The association of statin use and gonado-sexual function in women: a retrospective cohort analysis.
Background: It has been hypothesized that statins reduce sex hormone biosynthesis through hepatic inhibition of cholesterol synthesis, which is a precursor of androstenedione and estradiol. Such a reduction has been associated with menstrual irregularities, menopausal disorders, infertility, and low libido, but studies are conflicting. Few studies have evaluated the clinical effects of statins on gonadal-sexual function in women.
Objective: To compare the risk of gonado-sexual dysfunction in statin users vs. nonusers.

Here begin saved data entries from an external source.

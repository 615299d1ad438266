// SPDX-License-Identifier: MIT
//
// Formatted text: UTF-32 with inline style-switch markers.
//
// A `FormattedText` is a sequence of `u32` values mixing real codepoints
// with marker values that sit outside the Unicode range (bit 31 set, which
// no scalar value can carry). A marker switches the active effect,
// foreground, or background for every glyph that follows it, until the
// next marker of the same kind or the end of the string. `Screen::put_fstring`
// is the consumer.
//
// `from_markdown` builds formatted lines from a lightweight notation:
// doubled `**` `//` `__` `--` toggle bold / italic / underline /
// crossed-out by XOR on a running effect.

use crate::color::{Color, Effect};

// ─── Markers ────────────────────────────────────────────────────────────────

/// Set on every marker; makes the value an invalid Unicode codepoint.
const MARKER_MASK: u32 = 0x8000_0000;
const EFFECT_MASK: u32 = 0x4000_0000;
const FG_MASK: u32 = 0x2000_0000;
const BG_MASK: u32 = 0x1000_0000;
const PAYLOAD_MASK: u32 = 0x0FFF_FFFF;

/// A decoded style-switch marker.
#[derive(Debug, Clone, Copy, PartialEq, Eq)]
pub enum Marker {
    Effect(Effect),
    Fg(Color),
    Bg(Color),
}

/// Whether a formatted-text value is a marker rather than a codepoint.
#[inline]
#[must_use]
pub const fn is_marker(value: u32) -> bool {
    value & MARKER_MASK != 0
}

/// Decode a marker value. Returns `None` for plain codepoints.
#[must_use]
pub fn decode_marker(value: u32) -> Option<Marker> {
    if !is_marker(value) {
        return None;
    }
    let payload = value & PAYLOAD_MASK;
    if value & EFFECT_MASK != 0 {
        Some(Marker::Effect(Effect::from_bits_truncate(payload)))
    } else if value & FG_MASK != 0 {
        Some(Marker::Fg(Color::from_raw(payload)))
    } else if value & BG_MASK != 0 {
        Some(Marker::Bg(Color::from_raw(payload)))
    } else {
        None
    }
}

/// Encode an effect-switch marker.
#[inline]
#[must_use]
pub const fn effect_marker(effect: Effect) -> u32 {
    MARKER_MASK | EFFECT_MASK | effect.bits()
}

/// Encode a foreground-switch marker.
#[inline]
#[must_use]
pub const fn fg_marker(color: Color) -> u32 {
    MARKER_MASK | FG_MASK | (color.raw() & PAYLOAD_MASK)
}

/// Encode a background-switch marker.
#[inline]
#[must_use]
pub const fn bg_marker(color: Color) -> u32 {
    MARKER_MASK | BG_MASK | (color.raw() & PAYLOAD_MASK)
}

// ─── FormattedText ──────────────────────────────────────────────────────────

/// A formatted string: codepoints interleaved with style-switch markers.
#[derive(Debug, Clone, Default, PartialEq, Eq)]
pub struct FormattedText(Vec<u32>);

impl FormattedText {
    #[must_use]
    pub const fn new() -> Self {
        Self(Vec::new())
    }

    /// Append plain text.
    pub fn push_str(&mut self, text: &str) -> &mut Self {
        self.0.extend(text.chars().map(|c| c as u32));
        self
    }

    /// Append an effect switch affecting all following glyphs.
    pub fn push_effect(&mut self, effect: Effect) -> &mut Self {
        self.0.push(effect_marker(effect));
        self
    }

    /// Append a foreground-color switch.
    pub fn push_fg(&mut self, color: Color) -> &mut Self {
        self.0.push(fg_marker(color));
        self
    }

    /// Append a background-color switch.
    pub fn push_bg(&mut self, color: Color) -> &mut Self {
        self.0.push(bg_marker(color));
        self
    }

    /// The raw value sequence, markers included.
    #[must_use]
    pub fn as_slice(&self) -> &[u32] {
        &self.0
    }

    /// Number of visible glyphs (markers excluded).
    #[must_use]
    pub fn glyph_count(&self) -> usize {
        self.0.iter().filter(|&&v| !is_marker(v)).count()
    }
}

impl From<&str> for FormattedText {
    fn from(text: &str) -> Self {
        let mut out = Self::new();
        out.push_str(text);
        out
    }
}

// ─── Markdown-lite ──────────────────────────────────────────────────────────

/// Effect toggled by a doubled marker character, if it is one.
const fn toggle_for(c: char) -> Option<Effect> {
    match c {
        '*' => Some(Effect::BOLD),
        '/' => Some(Effect::ITALIC),
        '_' => Some(Effect::UNDERLINE),
        '-' => Some(Effect::CROSSED_OUT),
        _ => None,
    }
}

/// Convert markdown-lite notation into formatted lines.
///
/// `**bold**`, `//italic//`, `__underline__` and `--crossed--` toggle their
/// effect by XOR on a running state; every doubled marker character is a
/// toggle, single occurrences are literal. Lines are split on `\n` and each
/// starts with a fresh empty effect; an unpaired toggle stays in effect
/// until its line ends.
#[must_use]
pub fn from_markdown(text: &str) -> Vec<FormattedText> {
    text.split('\n').map(markdown_line).collect()
}

fn markdown_line(line: &str) -> FormattedText {
    let mut out = FormattedText::new();
    let mut effect = Effect::empty();
    let mut chars = line.chars().peekable();

    while let Some(c) = chars.next() {
        match toggle_for(c) {
            Some(toggled) if chars.peek() == Some(&c) => {
                chars.next();
                effect ^= toggled;
                out.push_effect(effect);
            }
            _ => {
                out.0.push(c as u32);
            }
        }
    }
    out
}

// ─── Tests ───────────────────────────────────────────────────────────────────

#[cfg(test)]
mod tests {
    use pretty_assertions::assert_eq;

    use super::*;

    #[test]
    fn markers_are_not_codepoints() {
        assert!(is_marker(effect_marker(Effect::BOLD)));
        assert!(is_marker(fg_marker(Color::from_palette(3))));
        assert!(is_marker(bg_marker(Color::from_rgb(1, 2, 3))));
        assert!(!is_marker('é' as u32));
        assert!(!is_marker(0x10_FFFF));
    }

    #[test]
    fn marker_round_trip() {
        let e = Effect::BOLD | Effect::CROSSED_OUT;
        assert_eq!(decode_marker(effect_marker(e)), Some(Marker::Effect(e)));

        let fg = Color::from_rgb(10, 20, 30);
        assert_eq!(decode_marker(fg_marker(fg)), Some(Marker::Fg(fg)));

        let bg = Color::from_palette(42);
        assert_eq!(decode_marker(bg_marker(bg)), Some(Marker::Bg(bg)));

        assert_eq!(decode_marker('a' as u32), None);
    }

    #[test]
    fn builder_interleaves_text_and_markers() {
        let mut ft = FormattedText::new();
        ft.push_str("a").push_effect(Effect::ITALIC).push_str("b");
        assert_eq!(
            ft.as_slice(),
            &['a' as u32, effect_marker(Effect::ITALIC), 'b' as u32]
        );
        assert_eq!(ft.glyph_count(), 2);
    }

    #[test]
    fn markdown_bold_toggles_on_and_off() {
        let lines = from_markdown("**a**");
        assert_eq!(lines.len(), 1);
        assert_eq!(
            lines[0].as_slice(),
            &[
                effect_marker(Effect::BOLD),
                'a' as u32,
                effect_marker(Effect::empty()),
            ]
        );
    }

    #[test]
    fn markdown_single_marker_chars_are_literal() {
        let lines = from_markdown("a*b/c_d-e");
        assert_eq!(lines[0], FormattedText::from("a*b/c_d-e"));
    }

    #[test]
    fn markdown_effects_nest_by_xor() {
        let lines = from_markdown("**a//b//**");
        assert_eq!(
            lines[0].as_slice(),
            &[
                effect_marker(Effect::BOLD),
                'a' as u32,
                effect_marker(Effect::BOLD | Effect::ITALIC),
                'b' as u32,
                effect_marker(Effect::BOLD),
                effect_marker(Effect::empty()),
            ]
        );
    }

    #[test]
    fn markdown_state_resets_per_line() {
        let lines = from_markdown("**a\nb");
        assert_eq!(lines.len(), 2);
        assert_eq!(
            lines[0].as_slice(),
            &[effect_marker(Effect::BOLD), 'a' as u32]
        );
        assert_eq!(lines[1], FormattedText::from("b"));
    }

    #[test]
    fn markdown_all_four_toggles() {
        let lines = from_markdown("__u__--s--");
        assert_eq!(
            lines[0].as_slice(),
            &[
                effect_marker(Effect::UNDERLINE),
                'u' as u32,
                effect_marker(Effect::empty()),
                effect_marker(Effect::CROSSED_OUT),
                's' as u32,
                effect_marker(Effect::empty()),
            ]
        );
    }
}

Methods: This was a retrospective cohort study of all female, adult patients (30-85 years) enrolled in the Tricare Prime/Plus San Antonio catchment area. Using 79 baseline characteristics, we created a propensity score-matched cohort of statin users and nonusers. The study duration was divided into a baseline period (October 1, 2003 to September 30, 2005) to describe patient baseline characteristics and a follow-up period (October 1, 2005 to March 1, 2012) to determine patient outcomes. Statin users were defined as those prescribed a statin for ≥3 months between October 1, 2004 and September 30, 2005. Logistic regression was used to determine the association of statin use with patient outcomes. Methods: Outcomes included menstrual disorders, menopausal disorders, infertility, and ovarian/sexual dysfunction during the follow-up period. Outcomes were identified using inpatient or outpatient International Classification of Diseases, Ninth Revision, Clinical Modification codes as defined by the Agency for Healthcare Research and Quality's Clinical Classifications Software.

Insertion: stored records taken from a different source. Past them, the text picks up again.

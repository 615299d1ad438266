// SPDX-License-Identifier: MIT
//
// Screen cells and the drawing style they carry.
//
// Every drawing primitive takes one explicit `Style` (foreground,
// background, effect); callers wanting the screen defaults build one via
// `Screen::default_style`. A `Cell` is never "empty": the grid is
// fully initialized at resize and every cell always holds a drawable
// glyph plus a complete style.

use crate::color::{Color, Effect};

// ─── Style ──────────────────────────────────────────────────────────────────

/// Complete rendering configuration for a run of text: colors plus effect.
#[derive(Debug, Clone, Copy, PartialEq, Eq, Default)]
pub struct Style {
    pub fg: Color,
    pub bg: Color,
    pub effect: Effect,
}

impl Style {
    /// Build a style from explicit colors with no effect.
    #[inline]
    #[must_use]
    pub const fn new(fg: Color, bg: Color) -> Self {
        Self {
            fg,
            bg,
            effect: Effect::empty(),
        }
    }

    /// Same colors with the given effect.
    #[inline]
    #[must_use]
    pub const fn with_effect(mut self, effect: Effect) -> Self {
        self.effect = effect;
        self
    }
}

// ─── Cell ───────────────────────────────────────────────────────────────────

/// One screen position's complete rendering state.
///
/// The glyph is stored as a raw `u32` codepoint rather than `char` so the
/// grid and the formatted-text pipeline share one representation (formatted
/// text carries out-of-Unicode marker values that `char` cannot hold; they
/// are stripped before reaching a cell, but the arithmetic stays in `u32`).
#[derive(Debug, Clone, Copy, PartialEq, Eq)]
pub struct Cell {
    pub glyph: u32,
    pub style: Style,
}

impl Cell {
    /// Reset to a space glyph, no effect, and the given colors.
    #[inline]
    pub const fn reset(&mut self, fg: Color, bg: Color) {
        self.glyph = ' ' as u32;
        self.style = Style::new(fg, bg);
    }

    /// A space cell with the given colors.
    #[inline]
    #[must_use]
    pub const fn blank(fg: Color, bg: Color) -> Self {
        Self {
            glyph: ' ' as u32,
            style: Style::new(fg, bg),
        }
    }
}

// ─── Tests ───────────────────────────────────────────────────────────────────

#[cfg(test)]
mod tests {
    use pretty_assertions::assert_eq;

    use super::*;

    #[test]
    fn reset_restores_space_and_colors() {
        let mut cell = Cell {
            glyph: 'x' as u32,
            style: Style::new(Color::from_rgb(1, 2, 3), Color::from_palette(4))
                .with_effect(Effect::BOLD),
        };
        cell.reset(Color::from_palette(7), Color::from_palette(0));
        assert_eq!(cell.glyph, ' ' as u32);
        assert_eq!(cell.style.effect, Effect::empty());
        assert_eq!(cell.style.fg, Color::from_palette(7));
        assert_eq!(cell.style.bg, Color::from_palette(0));
    }

    #[test]
    fn blank_equals_reset() {
        let mut cell = Cell::blank(Color::from_palette(1), Color::from_palette(2));
        let blank = cell;
        cell.reset(Color::from_palette(1), Color::from_palette(2));
        assert_eq!(cell, blank);
    }

    #[test]
    fn style_default_has_no_effect() {
        assert_eq!(Style::default().effect, Effect::empty());
    }
}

Results: Of 22,706 women who met study criteria, we propensity score-matched 2,890 statin users with 2,890 nonusers; mean age 58 ± 12 years. Statin use was not significantly associated with menstrual disorders (OR 0.97; 95% CI 0.81-1.16), menopausal disorders (OR 0.92; 95% CI 0.83-1.02), infertility (OR 0.79; 95% CI 0.36-1.73), or ovarian/sexual dysfunction (OR 1.18; 95% CI 0.83-1.70).
Conclusions: Statin use was not associated with higher risk of gonado-sexual dysfunction in women.